Ahora a mis cuarenta años vuelvo a ella y la llamo para saber qué piensa y me dice ando decaída pero tengo fe, ilumina con anécdotas familiares, la mirada que tenían sobre los cuerpos y las gorduras, su madre, ella, su hermana, las primas, las tías. Las veces que ya casadas se visitaban y alojaban con hijos en una casa o en otra, esa forma de quererse y de separarse que tenemos las mujeres cuando fraternizamos.

Ayer abracé a mi hermana y en ese gesto simple, obvio y gastado me recompuse. Como deslizar la molestia por un tobogán, como volver a ser la niña libre de preocupaciones. Quizás las mujeres sean en mi vida las personas más importantes pero dentro de ellas todas sus variantes, los tonos de la voz, la superposición de entusiasmo en una charla que se bifurca en otras, la forma de construir los vínculos, las opiniones sobre los hombres, la forma de abrir una casa con palabras, las tejas cayéndose encima no de una, sino un poco sintiendo siempre que si a una se le desmoronaba algo, la otra cubría parte de los daños.

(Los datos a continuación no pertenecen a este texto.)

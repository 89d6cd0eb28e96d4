use tracing::{debug, error, info, warn};
use tracing_subscriber::EnvFilter;

/// Instala o subscriber `fmt` com filtro via `RUST_LOG` (padrão `info`)
///
/// Usa `try_init`: se o host já tiver um subscriber, nada acontece.
pub fn init_tracing() {
    let filter = EnvFilter::try_from_default_env().unwrap_or_else(|_| EnvFilter::new("info"));

    let _ = tracing_subscriber::fmt()
        .with_env_filter(filter)
        .with_target(false)
        .try_init();
}

pub fn log_config_loaded(endpoint: &str, url: &str) {
    info!("Endpoint Octopus carregado: {} -> {}", endpoint, url);
}

pub fn log_config_error(message: &str) {
    error!("Configuration error: {}", message);
}

pub fn log_ignore_ssl(ignore_ssl_errors: bool) {
    info!("Ignore SSL: {}", ignore_ssl_errors);
}

pub fn log_fetch_started(url: &str) {
    debug!("GET {}", url);
}

pub fn log_name_resolved(id: &str, name: &str) {
    info!("Nome resolvido: {} -> {}", id, name);
}

pub fn log_resolution_failed(id: &str, message: &str) {
    warn!("Falha ao resolver {}: {}", id, message);
}
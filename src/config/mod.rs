pub mod endpoint;
pub mod provider;
pub mod task;

pub use endpoint::ConnectionDetails;
pub use provider::{
    get_connection_details, get_default_connection_details_or_fail, DEFAULT_CONNECTION_INPUT,
};
pub use task::{AgentEnvironment, EndpointAuthorization, StaticTaskConfiguration, TaskConfiguration};
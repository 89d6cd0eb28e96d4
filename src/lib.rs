//! Helpers de conexão com o Octopus Deploy para tasks de pipeline
//!
//! Este crate cobre o caminho entre a configuração da task (endpoints e inputs
//! expostos pelo agente) e a API REST do Octopus:
//!
//! - [`config`]: leitura de endpoints/inputs e montagem de [`ConnectionDetails`]
//! - [`services::octopus`]: cliente HTTP de uso único com o header de API key
//! - [`services::name_resolver`]: resolução de nomes de projects e spaces
//! - [`utils::identifiers`]: classificação de IDs (`Projects-123`, `Spaces-1`)
//!
//! # Exemplo Básico
//!
//! ```rust,ignore
//! use octopus_task_utils::config::{get_default_connection_details_or_fail, AgentEnvironment};
//! use octopus_task_utils::services::resolve_project_name;
//! use octopus_task_utils::utils::logging::init_tracing;
//!
//! #[tokio::main]
//! async fn main() -> octopus_task_utils::utils::AppResult<()> {
//!     init_tracing();
//!
//!     let agent = AgentEnvironment::load();
//!     let connection = get_default_connection_details_or_fail(&agent)?;
//!
//!     match resolve_project_name(&connection, "Projects-42").await {
//!         Ok(name) => println!("Project: {}", name),
//!         Err(message) => eprintln!("{}", message),
//!     }
//!
//!     Ok(())
//! }
//! ```

pub mod config;
pub mod services;
pub mod utils;

// Re-exports principais
pub use config::ConnectionDetails;
pub use services::Resolution;
pub use utils::{AppError, AppResult};
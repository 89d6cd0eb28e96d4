pub mod name_resolver;
pub mod octopus;

pub use name_resolver::{
    resolve_project_name, resolve_project_name_in_space, resolve_space_name, Resolution,
};
pub use octopus::{ApiResponse, NamedResource, OctopusClient, OctopusError, OctopusResult};
//! Cliente HTTP para a API do Octopus
//!
//! Um cliente por chamada: sem pool compartilhado, sem retry, sem timeout.
//! Quem precisar de latência limitada deve envolver a chamada externamente.

use crate::config::ConnectionDetails;
use crate::utils::logging::log_fetch_started;
use reqwest::header::{HeaderMap, HeaderName, HeaderValue};
use reqwest::Client as HttpClient;
use serde::de::DeserializeOwned;
use serde::Deserialize;
use thiserror::Error;

pub const USER_AGENT: &str = "OctoTFS";
/// `X-Octopus-ApiKey`; minúsculo porque `HeaderName::from_static` exige
pub const API_KEY_HEADER: &str = "x-octopus-apikey";

/// Erros do cliente Octopus
#[derive(Debug, Error)]
pub enum OctopusError {
    /// Falha de transporte (rede, TLS, conexão recusada); mensagem original
    #[error(transparent)]
    Http(#[from] reqwest::Error),

    /// Dados de conexão inutilizáveis
    #[error("{0}")]
    Config(String),
}

pub type OctopusResult<T> = std::result::Result<T, OctopusError>;

/// Resposta de um GET: status sempre presente, corpo só quando utilizável
#[derive(Debug, Clone, PartialEq, Eq)]
pub struct ApiResponse<T> {
    pub status_code: u16,
    pub result: Option<T>,
}

/// Qualquer recurso do Octopus que tenha `Name`
#[derive(Debug, Clone, PartialEq, Eq, Deserialize)]
pub struct NamedResource {
    #[serde(rename = "Name", default)]
    pub name: Option<String>,
}

/// Cliente de uso único para um servidor Octopus
pub struct OctopusClient {
    http_client: HttpClient,
    base_url: String,
}

impl OctopusClient {
    /// Cria o cliente a partir dos dados de conexão
    ///
    /// A API key vai como header `X-Octopus-ApiKey` em toda requisição.
    /// Com `ignore_ssl_errors`, certificados inválidos são aceitos.
    pub fn new(details: &ConnectionDetails) -> OctopusResult<Self> {
        if details.url.trim().is_empty() {
            return Err(OctopusError::Config("Octopus server URL is empty".to_string()));
        }
        if details.api_key.is_empty() {
            return Err(OctopusError::Config("Octopus API key is empty".to_string()));
        }

        let mut api_key = HeaderValue::from_str(&details.api_key)
            .map_err(|e| OctopusError::Config(format!("Invalid API key: {}", e)))?;
        api_key.set_sensitive(true);

        let mut headers = HeaderMap::new();
        headers.insert(HeaderName::from_static(API_KEY_HEADER), api_key);

        let http_client = HttpClient::builder()
            .user_agent(USER_AGENT)
            .default_headers(headers)
            .danger_accept_invalid_certs(details.ignore_ssl_errors)
            .build()?;

        Ok(Self {
            http_client,
            base_url: details.url.trim_end_matches('/').to_string(),
        })
    }

    /// URL absoluta para um caminho relativo (`api/projects/...`)
    pub fn url(&self, path: &str) -> String {
        format!("{}/{}", self.base_url, path.trim_start_matches('/'))
    }

    /// Executa um GET e desserializa o corpo JSON
    ///
    /// Status não-2xx, corpo vazio e corpo que não desserializa em `T`
    /// resultam em `result: None`; só falhas de transporte viram erro.
    pub async fn get_json<T: DeserializeOwned>(&self, path: &str) -> OctopusResult<ApiResponse<T>> {
        let url = self.url(path);
        log_fetch_started(&url);

        let response = self.http_client.get(&url).send().await?;
        let status = response.status();
        let status_code = status.as_u16();

        if !status.is_success() {
            return Ok(ApiResponse {
                status_code,
                result: None,
            });
        }

        let body = response.bytes().await?;
        let result = if body.iter().all(u8::is_ascii_whitespace) {
            None
        } else {
            match serde_json::from_slice(&body) {
                Ok(parsed) => Some(parsed),
                Err(e) => {
                    tracing::debug!("Corpo de {} ignorado: {}", url, e);
                    None
                }
            }
        };

        Ok(ApiResponse { status_code, result })
    }

    pub async fn get_named(&self, path: &str) -> OctopusResult<ApiResponse<NamedResource>> {
        self.get_json(path).await
    }

    pub fn base_url(&self) -> &str {
        &self.base_url
    }
}
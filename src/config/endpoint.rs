use std::fmt;

/// Dados de conexão com um servidor Octopus
///
/// Montado uma vez por invocação a partir da configuração da task e descartado
/// após o uso. A API key nunca aparece na saída de `Debug`.
#[derive(Clone, PartialEq, Eq)]
pub struct ConnectionDetails {
    pub url: String,
    pub api_key: String,
    pub ignore_ssl_errors: bool,
}

impl ConnectionDetails {
    pub fn new(url: impl Into<String>, api_key: impl Into<String>, ignore_ssl_errors: bool) -> Self {
        Self {
            url: url.into(),
            api_key: api_key.into(),
            ignore_ssl_errors,
        }
    }
}

impl fmt::Debug for ConnectionDetails {
    fn fmt(&self, f: &mut fmt::Formatter<'_>) -> fmt::Result {
        f.debug_struct("ConnectionDetails")
            .field("url", &self.url)
            .field("api_key", &"***")
            .field("ignore_ssl_errors", &self.ignore_ssl_errors)
            .finish()
    }
}
pub mod error;
pub mod identifiers;
pub mod logging;

pub use error::*;
pub use identifiers::{is_project_id, is_space_id};
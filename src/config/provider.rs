use crate::config::{ConnectionDetails, TaskConfiguration};
use crate::utils::logging::{log_config_error, log_config_loaded};
use crate::utils::{AppError, AppResult};

/// Input da task que aponta para o endpoint Octopus padrão
pub const DEFAULT_CONNECTION_INPUT: &str = "OctoConnectedServiceName";

const API_KEY_PARAMETER: &str = "apitoken";
const IGNORE_SSL_PARAMETER: &str = "ignoreSslErrors";

/// Monta os dados de conexão a partir de um endpoint configurado na task
///
/// Falha com [`AppError::Configuration`] se a URL, a autorização ou a API key
/// do endpoint estiverem ausentes.
pub fn get_connection_details<C>(config: &C, endpoint: &str) -> AppResult<ConnectionDetails>
where
    C: TaskConfiguration + ?Sized,
{
    let url = config
        .endpoint_url(endpoint)
        .ok_or_else(|| AppError::config(format!("Endpoint not present: {}", endpoint)))?;

    let authorization = config
        .endpoint_authorization(endpoint)
        .ok_or_else(|| AppError::config(format!("Endpoint auth data not present: {}", endpoint)))?;

    let api_key = authorization
        .parameter(API_KEY_PARAMETER)
        .filter(|key| !key.is_empty())
        .ok_or_else(|| AppError::config(format!("Endpoint API key not present: {}", endpoint)))?
        .to_string();

    let ignore_ssl_errors = config
        .endpoint_data_parameter(endpoint, IGNORE_SSL_PARAMETER)
        .map(|value| value.eq_ignore_ascii_case("true"))
        .unwrap_or(false);

    log_config_loaded(endpoint, &url);

    Ok(ConnectionDetails {
        url,
        api_key,
        ignore_ssl_errors,
    })
}

/// Resolve o endpoint indicado pelo input [`DEFAULT_CONNECTION_INPUT`]
///
/// Input ausente/vazio resulta na mensagem fixa; endpoint incompleto
/// propaga o erro específico de [`get_connection_details`]. Nunca faz
/// chamadas de rede.
pub fn get_default_connection_details_or_fail<C>(config: &C) -> AppResult<ConnectionDetails>
where
    C: TaskConfiguration + ?Sized,
{
    let endpoint = config.input(DEFAULT_CONNECTION_INPUT).ok_or_else(|| {
        let err = AppError::config("Could not retrieve default connection information.");
        log_config_error(&err.to_string());
        err
    })?;

    get_connection_details(config, &endpoint).map_err(|e| {
        log_config_error(&e.to_string());
        e
    })
}
//! Entity extraction orchestration
//!
//! Parses one source file with tree-sitter and hands the tree to the
//! detector for its language.

use std::path::Path;

use tree_sitter::Parser;

use crate::detectors::java;
use crate::error::{EngineError, Result};
use crate::lang::Lang;
use crate::schema::Entity;

/// Entities found in one file
#[derive(Debug, Clone, Default)]
pub struct FileExtraction {
    pub path: String,
    pub entities: Vec<Entity>,
    /// The syntax tree contained error nodes
    pub has_errors: bool,
}

/// Parse a source file and extract its entities
///
/// A file whose tree has syntax errors is still extracted; only a file the
/// parser cannot process at all is a `ParseFailure`.
pub fn parse_and_extract(path: &Path, source: &str, lang: Lang) -> Result<FileExtraction> {
    let display = path.display().to_string();

    let mut parser = Parser::new();
    parser
        .set_language(&lang.tree_sitter_language())
        .map_err(|e| EngineError::ParseFailure {
            path: display.clone(),
            message: format!("Failed to set language: {:?}", e),
        })?;

    let tree = parser
        .parse(source, None)
        .ok_or_else(|| EngineError::ParseFailure {
            path: display.clone(),
            message: "Failed to parse file".to_string(),
        })?;

    let entities = match lang {
        Lang::Java => java::extract(&display, source, &tree),
    };

    Ok(FileExtraction {
        path: display,
        has_errors: tree.root_node().has_error(),
        entities,
    })
}
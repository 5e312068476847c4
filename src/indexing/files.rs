//! Source file discovery
//!
//! Walks a project with `ignore`, honouring `.gitignore`, and keeps files
//! whose extension has a front-end.

use std::path::{Path, PathBuf};

use ignore::WalkBuilder;

use crate::lang::Lang;

/// Collect all supported source files under `dir`, sorted by path.
///
/// `max_depth` of `None` walks the whole tree.
pub fn collect_files(dir: &Path, max_depth: Option<usize>) -> Vec<PathBuf> {
    let walker = WalkBuilder::new(dir)
        .hidden(true)
        .git_ignore(true)
        .git_global(false)
        .git_exclude(true)
        .max_depth(max_depth)
        .filter_entry(|entry| entry.depth() == 0 || !should_skip_path(entry.path()))
        .build();

    let mut files: Vec<PathBuf> = walker
        .filter_map(|e| e.ok())
        .filter(|entry| entry.file_type().is_some_and(|t| t.is_file()))
        .map(|entry| entry.into_path())
        .filter(|path| {
            path.extension()
                .and_then(|e| e.to_str())
                .is_some_and(|ext| Lang::from_extension(ext).is_ok())
        })
        .collect();

    files.sort();
    files
}

/// Check if a path should be skipped during file collection.
///
/// Skips:
/// - Hidden files/directories (starting with '.')
/// - Build output and dependency directories: target, build, out, node_modules, etc.
pub fn should_skip_path(path: &Path) -> bool {
    if let Some(name) = path.file_name().and_then(|n| n.to_str()) {
        name.starts_with('.')
            || name == "node_modules"
            || name == "target"
            || name == "dist"
            || name == "build"
            || name == "out"
            || name == "bin"
            || name == "coverage"
            || name == "vendor"
    } else {
        false
    }
}
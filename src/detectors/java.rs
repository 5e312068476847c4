//! Java language detector
//!
//! Turns a tree-sitter Java syntax tree into entities. Resolution here is
//! purely syntactic: call scopes are typed from parameters, locals and fields
//! of the enclosing class, and every written type name gets a hint (its import
//! or the same-package name) that the graph builder may confirm.

use std::collections::{BTreeSet, HashMap};

use tree_sitter::{Node, Tree};

use crate::detectors::common::{
    child_of_kind, get_node_text, last_segment, line_count, line_span, node_str, walk_descendants,
};
use crate::duplication::normalize_body;
use crate::resolve::{extract_class_name, is_primitive, type_names};
use crate::schema::{qualify, Entity, EntityKind, Member, Reference, Visibility};

/// Extract every type declaration of a file, nested types included
pub fn extract(file_path: &str, source: &str, tree: &Tree) -> Vec<Entity> {
    let root = tree.root_node();
    let ctx = FileContext::new(file_path, source, &root);

    let mut entities = Vec::new();
    let mut cursor = root.walk();
    for child in root.children(&mut cursor) {
        if type_kind(child.kind()).is_some() {
            extract_type(&ctx, &child, None, &mut entities);
        }
    }
    entities
}

fn type_kind(kind: &str) -> Option<EntityKind> {
    match kind {
        "class_declaration" => Some(EntityKind::Class),
        "interface_declaration" | "annotation_type_declaration" => Some(EntityKind::Interface),
        "enum_declaration" => Some(EntityKind::Enum),
        "record_declaration" => Some(EntityKind::Record),
        _ => None,
    }
}

/// Per-file facts: package and single-type imports
struct FileContext<'s> {
    file: &'s str,
    source: &'s str,
    package: String,
    imports: HashMap<String, String>,
}
//! Command handlers
//!
//! Each handler returns the console output; JSON artifacts are written to
//! the output directory as a side effect. A failed artifact write is reported
//! and skipped, never discarding the computed result.

mod analyze;
mod cache;

use std::fs;
use std::path::{Path, PathBuf};

use serde::Serialize;
use tracing::{debug, warn};

use crate::cli::{Cli, Command, OutputFormat};
use crate::error::{EngineError, Result};

pub use analyze::{run_all, run_dependency, run_graph, run_metrics, run_patterns, run_summary};
pub use cache::run_clear_cache;

/// Settings shared by every command
#[derive(Debug, Clone)]
pub struct CommandContext {
    pub output_dir: PathBuf,
    pub config_path: Option<PathBuf>,
    pub format: OutputFormat,
    pub verbose: bool,
}

impl CommandContext {
    pub fn from_cli(cli: &Cli) -> Self {
        Self {
            output_dir: cli.output.clone(),
            config_path: cli.config.clone(),
            format: cli.format,
            verbose: cli.verbose,
        }
    }
}

/// Dispatch a parsed command line
pub fn run(cli: &Cli) -> Result<String> {
    let ctx = CommandContext::from_cli(cli);
    match &cli.command {
        Command::Dependency(args) => run_dependency(args, &ctx),
        Command::Metrics(args) => run_metrics(args, &ctx),
        Command::Graph(args) => run_graph(args, &ctx),
        Command::Patterns(args) => run_patterns(args, &ctx),
        Command::All(args) => run_all(args, &ctx),
        Command::Summary(args) => run_summary(args, &ctx),
        Command::ClearCache(args) => run_clear_cache(args, &ctx),
    }
}

/// Write one JSON artifact
pub fn export_json<T: Serialize>(dir: &Path, name: &str, value: &T) -> Result<PathBuf> {
    let target = dir.join(name);
    let write = || -> std::io::Result<()> {
        fs::create_dir_all(dir)?;
        let json = serde_json::to_string_pretty(value)?;
        fs::write(&target, json)
    };

    write().map_err(|source| EngineError::Export {
        target: target.clone(),
        source,
    })?;
    debug!("Wrote {}", target.display());
    Ok(target)
}

/// Outcome of writing a set of artifacts
#[derive(Debug, Default)]
pub struct ExportReport {
    pub written: Vec<PathBuf>,
    pub failed: Vec<EngineError>,
}

impl ExportReport {
    pub fn record(&mut self, result: Result<PathBuf>) {
        match result {
            Ok(path) => self.written.push(path),
            Err(e) => {
                warn!("{}", e);
                self.failed.push(e);
            }
        }
    }

    /// Console lines describing the export
    pub fn describe(&self) -> String {
        let mut out = String::new();
        for path in &self.written {
            out.push_str(&format!("  wrote {}\n", path.display()));
        }
        for err in &self.failed {
            out.push_str(&format!("  export failed: {}\n", err));
        }
        out
    }
}
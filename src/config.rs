//! Analyzer configuration
//!
//! Every policy constant the analysis phases use lives here. Configuration is
//! read from `depsight.toml` in the project root (or an explicit `--config`
//! file) and then overridden by command-line flags.

use std::path::Path;

use serde::{Deserialize, Serialize};
use tracing::debug;

use crate::error::{EngineError, Result};
use crate::patterns::patterns_by_name;

/// File name looked up in the project root
pub const CONFIG_FILE_NAME: &str = "depsight.toml";

/// Top-level analyzer configuration
#[derive(Debug, Clone, Default, PartialEq, Serialize, Deserialize)]
#[serde(default)]
pub struct AnalyzerConfig {
    pub duplication: DuplicationConfig,
    pub coupling: CouplingConfig,
    pub metrics: MetricsConfig,
    pub entry_points: EntryPointConfig,
    pub cycles: CycleConfig,
    pub parallel: ParallelConfig,
    pub patterns: PatternConfig,
}

/// Duplicate and near-duplicate detection
#[derive(Debug, Clone, PartialEq, Serialize, Deserialize)]
#[serde(default)]
pub struct DuplicationConfig {
    /// Similarity strictly above which two bodies form a near group
    pub similarity_threshold: f64,
    /// Normalized bodies must be longer than this to form an exact group
    pub min_body_length: usize,
    /// Skip the pairwise near-duplicate pass entirely
    pub detect_similar: bool,
}

impl Default for DuplicationConfig {
    fn default() -> Self {
        Self {
            similarity_threshold: 0.8,
            min_body_length: 50,
            detect_similar: true,
        }
    }
}

/// Coupling report thresholds and stability bands
#[derive(Debug, Clone, PartialEq, Serialize, Deserialize)]
#[serde(default)]
pub struct CouplingConfig {
    /// Efferent coupling above which an entity is listed as highly coupled
    pub high_coupling_threshold: usize,
    /// Instability above which an entity is listed as unstable
    pub unstable_threshold: f64,
    /// Length of the most-unstable list
    pub most_unstable_limit: usize,
    /// Upper bounds of the very-stable, stable, balanced and unstable bands
    pub stability_bands: [f64; 4],
}

impl Default for CouplingConfig {
    fn default() -> Self {
        Self {
            high_coupling_threshold: 10,
            unstable_threshold: 0.8,
            most_unstable_limit: 10,
            stability_bands: [0.4, 0.6, 0.8, 0.9],
        }
    }
}

/// Metrics aggregation thresholds
#[derive(Debug, Clone, PartialEq, Serialize, Deserialize)]
#[serde(default)]
pub struct MetricsConfig {
    /// Complexity sum above which an entity adds 10 debt points
    pub complexity_debt_threshold: usize,
    /// Maintainability index below which an entity adds 5 debt points
    pub maintainability_debt_threshold: f64,
    /// Methods per entity before the maintainability penalty applies
    pub method_count_penalty_after: usize,
    /// Length of the most-used classes list
    pub most_used_limit: usize,
}

impl Default for MetricsConfig {
    fn default() -> Self {
        Self {
            complexity_debt_threshold: 20,
            maintainability_debt_threshold: 50.0,
            method_count_penalty_after: 20,
            most_used_limit: 20,
        }
    }
}

/// Entry-point heuristics for unused-code detection
#[derive(Debug, Clone, PartialEq, Serialize, Deserialize)]
#[serde(default)]
pub struct EntryPointConfig {
    /// Entities carrying one of these annotations are framework-managed
    pub annotations: Vec<String>,
    /// Methods carrying one of these annotations are invoked by a container
    pub method_annotations: Vec<String>,
    /// Simple-name suffixes that mark test classes
    pub test_suffixes: Vec<String>,
    /// Path fragment that marks test sources
    pub test_path_marker: String,
}

impl Default for EntryPointConfig {
    fn default() -> Self {
        Self {
            annotations: [
                "Component",
                "Service",
                "Repository",
                "Controller",
                "RestController",
                "Configuration",
            ]
            .iter()
            .map(|s| s.to_string())
            .collect(),
            method_annotations: [
                "PostConstruct",
                "PreDestroy",
                "EventListener",
                "Test",
                "Bean",
                "Override",
            ]
            .iter()
            .map(|s| s.to_string())
            .collect(),
            test_suffixes: vec!["Test".to_string(), "Tests".to_string()],
            test_path_marker: "/test/".to_string(),
        }
    }
}

/// Cycle enumeration strategy
#[derive(Debug, Clone, Copy, PartialEq, Eq, Default, Serialize, Deserialize)]
#[serde(rename_all = "lowercase")]
pub enum CycleStrategy {
    /// Single DFS pass; may miss cycles in overlapping components
    #[default]
    Dfs,
    /// SCC decomposition followed by elementary-cycle enumeration
    Complete,
}

impl CycleStrategy {
    pub fn as_str(&self) -> &'static str {
        match self {
            Self::Dfs => "dfs",
            Self::Complete => "complete",
        }
    }
}

#[derive(Debug, Clone, PartialEq, Serialize, Deserialize)]
#[serde(default)]
pub struct CycleConfig {
    pub strategy: CycleStrategy,
    /// Upper bound on cycles reported by the complete strategy
    pub max_cycles: usize,
}

impl Default for CycleConfig {
    fn default() -> Self {
        Self {
            strategy: CycleStrategy::Dfs,
            max_cycles: 1000,
        }
    }
}

#[derive(Debug, Clone, PartialEq, Serialize, Deserialize)]
#[serde(default)]
pub struct ParallelConfig {
    /// Parse files on a rayon pool
    pub enabled: bool,
    /// Pool size; 0 uses the available parallelism
    pub threads: usize,
}

impl Default for ParallelConfig {
    fn default() -> Self {
        Self {
            enabled: true,
            threads: 0,
        }
    }
}

/// Code-pattern search
#[derive(Debug, Clone, PartialEq, Serialize, Deserialize)]
#[serde(default)]
pub struct PatternConfig {
    /// Built-in patterns to search for, by name
    pub enabled: Vec<String>,
}

impl Default for PatternConfig {
    fn default() -> Self {
        Self {
            enabled: ["Singleton", "Factory", "GetterSetter", "TestClass"]
                .iter()
                .map(|s| s.to_string())
                .collect(),
        }
    }
}

impl AnalyzerConfig {
    /// Parse configuration from TOML text
    pub fn from_toml_str(content: &str) -> Result<Self> {
        let config: Self = toml::from_str(content)?;
        config.validate()?;
        Ok(config)
    }

    /// Load configuration from a file
    pub fn load_from_file(path: impl AsRef<Path>) -> Result<Self> {
        let path = path.as_ref();
        let content = std::fs::read_to_string(path).map_err(|e| EngineError::Config {
            message: format!("cannot read {}: {}", path.display(), e),
        })?;
        Self::from_toml_str(&content)
    }

    /// Resolve configuration for a project: explicit file, then
    /// `depsight.toml` in the root, then defaults.
    pub fn resolve(project_root: &Path, explicit: Option<&Path>) -> Result<Self> {
        if let Some(path) = explicit {
            debug!("Loading config from {}", path.display());
            return Self::load_from_file(path);
        }

        let candidate = project_root.join(CONFIG_FILE_NAME);
        if candidate.is_file() {
            debug!("Loading config from {}", candidate.display());
            return Self::load_from_file(candidate);
        }

        Ok(Self::default())
    }

    /// Reject values no analysis phase can work with
    pub fn validate(&self) -> Result<()> {
        let threshold = self.duplication.similarity_threshold;
        if !(0.0..=1.0).contains(&threshold) {
            return Err(EngineError::Config {
                message: format!("similarity_threshold must be within [0, 1], got {}", threshold),
            });
        }

        let bands = &self.coupling.stability_bands;
        if bands.windows(2).any(|w| w[0] > w[1]) || bands.iter().any(|b| !(0.0..=1.0).contains(b)) {
            return Err(EngineError::Config {
                message: "stability_bands must be ascending values within [0, 1]".to_string(),
            });
        }

        patterns_by_name(&self.patterns.enabled)?;
        Ok(())
    }
}

#[cfg(test)]
mod tests {
    use super::*;

    #[test]
    fn test_defaults() {
        let config = AnalyzerConfig::default();
        assert_eq!(config.duplication.min_body_length, 50);
        assert!((config.duplication.similarity_threshold - 0.8).abs() < f64::EPSILON);
        assert_eq!(config.coupling.stability_bands, [0.4, 0.6, 0.8, 0.9]);
        assert_eq!(config.cycles.strategy, CycleStrategy::Dfs);
        assert!(config.entry_points.annotations.contains(&"Service".to_string()));
    }

    #[test]
    fn test_partial_toml_keeps_defaults() {
        let config = AnalyzerConfig::from_toml_str(
            r#"
            [duplication]
            min_body_length = 80

            [cycles]
            strategy = "complete"
            "#,
        )
        .unwrap();

        assert_eq!(config.duplication.min_body_length, 80);
        assert!((config.duplication.similarity_threshold - 0.8).abs() < f64::EPSILON);
        assert_eq!(config.cycles.strategy, CycleStrategy::Complete);
        assert_eq!(config.coupling.high_coupling_threshold, 10);
    }

    #[test]
    fn test_invalid_threshold_rejected() {
        let err = AnalyzerConfig::from_toml_str("[duplication]\nsimilarity_threshold = 1.5\n")
            .unwrap_err();
        assert!(matches!(err, EngineError::Config { .. }));
    }

    #[test]
    fn test_pattern_selection() {
        let config = AnalyzerConfig::from_toml_str("[patterns]\nenabled = [\"Singleton\"]\n").unwrap();
        assert_eq!(config.patterns.enabled, vec!["Singleton"]);
        assert_eq!(AnalyzerConfig::default().patterns.enabled.len(), 4);

        let err = AnalyzerConfig::from_toml_str("[patterns]\nenabled = [\"Visitor\"]\n").unwrap_err();
        assert!(matches!(err, EngineError::Config { .. }));
    }

    #[test]
    fn test_resolve_without_file_uses_defaults() {
        let dir = tempfile::tempdir().unwrap();
        let config = AnalyzerConfig::resolve(dir.path(), None).unwrap();
        assert_eq!(config, AnalyzerConfig::default());
    }
}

Mis hijas se pelean, una vive en movimiento, la otra está más quieta, una habla sin parar, la otra necesita silencio para concentrarse. Al final del día se invitan a ver películas o a comer juntas.

Cuerpos que son más que uno solo, casas que se amplían. Y preguntas que aminoran la densidad del dolor mientras se dan esperanza.